Goal of the exercise: Counting every line in the records below that holds "LedgerStore", give the total and add nothing.

Working data:
----

use crate::error::Result;
use crate::export;
use crate::ledger::LedgerStore;
use crate::types::ProfileRecord;
use chrono::{DateTime, Utc};
use std::sync::Arc;
use tracing::{info, instrument};

/// Where finished records go. The two modes are mutually exclusive per run.
pub enum IngestionSink {
    /// Append one ordered row per record to the ledger table. At-least-once:
    /// duplicate suppression happens upstream in the Dedup Gate.
    Ledger {
        store: Arc<dyn LedgerStore>,
        table: String,
    },
    /// Write one local CSV file for the whole batch.
    LocalExport { output_dir: String },
}

/// What the sink did with the batch.
#[derive(Debug, Clone, PartialEq, Eq)]
pub struct IngestSummary {
    pub rows_appended: usize,
    pub output_file: Option<String>,
}

impl IngestionSink {
    #[instrument(skip(self, records), fields(records = records.len()))]
    pub async fn ingest(
        &self,
        records: &[ProfileRecord],
        started_at: DateTime<Utc>,
    ) -> Result<IngestSummary> {
        match self {
            IngestionSink::Ledger { store, table } => {
                for record in records {
                    store.append_row(table, record.to_row()).await?;
                }
                info!("appended {} rows to ledger table '{}'", records.len(), table);
                Ok(IngestSummary { rows_appended: records.len(), output_file: None })
            }
            IngestionSink::LocalExport { output_dir } => {
                let output_file = export::export_batch(records, output_dir, started_at)?;
                Ok(IngestSummary { rows_appended: 0, output_file: Some(output_file) })
            }
        }
    }
}

#[cfg(test)]
mod tests {
    use super::*;
    use crate::ledger::InMemoryLedger;
    use crate::types::ProfileId;

    fn record(id: &str) -> ProfileRecord {
        ProfileRecord {
            keyword: "gastro".to_string(),
            profile_id: ProfileId::from(id),
            detail_url: format!("https://example.test/hrb.php?{id}"),
            jurisdiction: "Bayern".to_string(),
            court_info: "Amtsgericht München".to_string(),
            publication_info: "bekannt gemacht am 01.02.2023".to_string(),
            registration_date: "01.02.2023".to_string(),
            registration_details: "Neueintragung".to_string(),
        }
    }

    #[tokio::test]
    async fn ledger_mode_appends_one_row_per_record() {
        let ledger = Arc::new(InMemoryLedger::new());
        let sink = IngestionSink::Ledger {
            store: ledger.clone(),
            table: "handelregisterDaten".to_string(),
        };
        let summary = sink
            .ingest(&[record("rb_id=1"), record("rb_id=2")], Utc::now())
            .await
            .unwrap();
        assert_eq!(summary.rows_appended, 2);
        assert_eq!(summary.output_file, None);

        let rows = ledger.appended_rows();
        assert_eq!(rows.len(), 2);
        assert_eq!(rows[0][1], "rb_id=1");
        assert_eq!(rows[1][1], "rb_id=2");
    }

    #[tokio::test]
    async fn identical_records_are_stored_twice() {
        let ledger = Arc::new(InMemoryLedger::new());
        let sink = IngestionSink::Ledger {
            store: ledger.clone(),
            table: "handelregisterDaten".to_string(),
        };
        // No idempotency key on the ledger side: two calls, two rows.
        sink.ingest(&[record("rb_id=1")], Utc::now()).await.unwrap();
        sink.ingest(&[record("rb_id=1")], Utc::now()).await.unwrap();
        assert_eq!(ledger.appended_rows().len(), 2);
    }

    #[tokio::test]
    async fn export_mode_writes_one_file() {
        let dir = tempfile::tempdir().unwrap();
        let sink = IngestionSink::LocalExport {
            output_dir: dir.path().to_str().unwrap().to_string(),
        };
        let summary = sink.ingest(&[record("rb_id=1")], Utc::now()).await.unwrap();
        assert_eq!(summary.rows_appended, 0);
        let path = summary.output_file.unwrap();
        assert!(std::path::Path::new(&path).exists());
    }
}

----

Result of this task: 2